What the task asks: Repeat the entries word for word. Leave nothing out.

Stored items
"""
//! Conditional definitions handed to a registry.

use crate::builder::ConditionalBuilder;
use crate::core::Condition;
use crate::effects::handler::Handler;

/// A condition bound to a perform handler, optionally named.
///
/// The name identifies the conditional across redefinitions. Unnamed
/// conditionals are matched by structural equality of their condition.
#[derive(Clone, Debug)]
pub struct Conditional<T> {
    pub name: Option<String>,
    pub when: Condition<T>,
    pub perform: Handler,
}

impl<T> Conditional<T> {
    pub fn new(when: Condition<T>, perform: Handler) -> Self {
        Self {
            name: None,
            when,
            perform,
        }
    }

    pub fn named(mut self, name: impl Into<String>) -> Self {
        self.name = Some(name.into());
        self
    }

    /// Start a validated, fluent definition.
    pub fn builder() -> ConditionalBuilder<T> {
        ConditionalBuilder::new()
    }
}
"""
Task response:
//! Conditional definitions handed to a registry.

use crate::builder::ConditionalBuilder;
use crate::core::Condition;
use crate::effects::handler::Handler;

/// A condition bound to a perform handler, optionally named.
///
/// The name identifies the conditional across redefinitions. Unnamed
/// conditionals are matched by structural equality of their condition.
#[derive(Clone, Debug)]
pub struct Conditional<T> {
    pub name: Option<String>,
    pub when: Condition<T>,
    pub perform: Handler,
}

impl<T> Conditional<T> {
    pub fn new(when: Condition<T>, perform: Handler) -> Self {
        Self {
            name: None,
            when,
            perform,
        }
    }

    pub fn named(mut self, name: impl Into<String>) -> Self {
        self.name = Some(name.into());
        self
    }

    /// Start a validated, fluent definition.
    pub fn builder() -> ConditionalBuilder<T> {
        ConditionalBuilder::new()
    }
}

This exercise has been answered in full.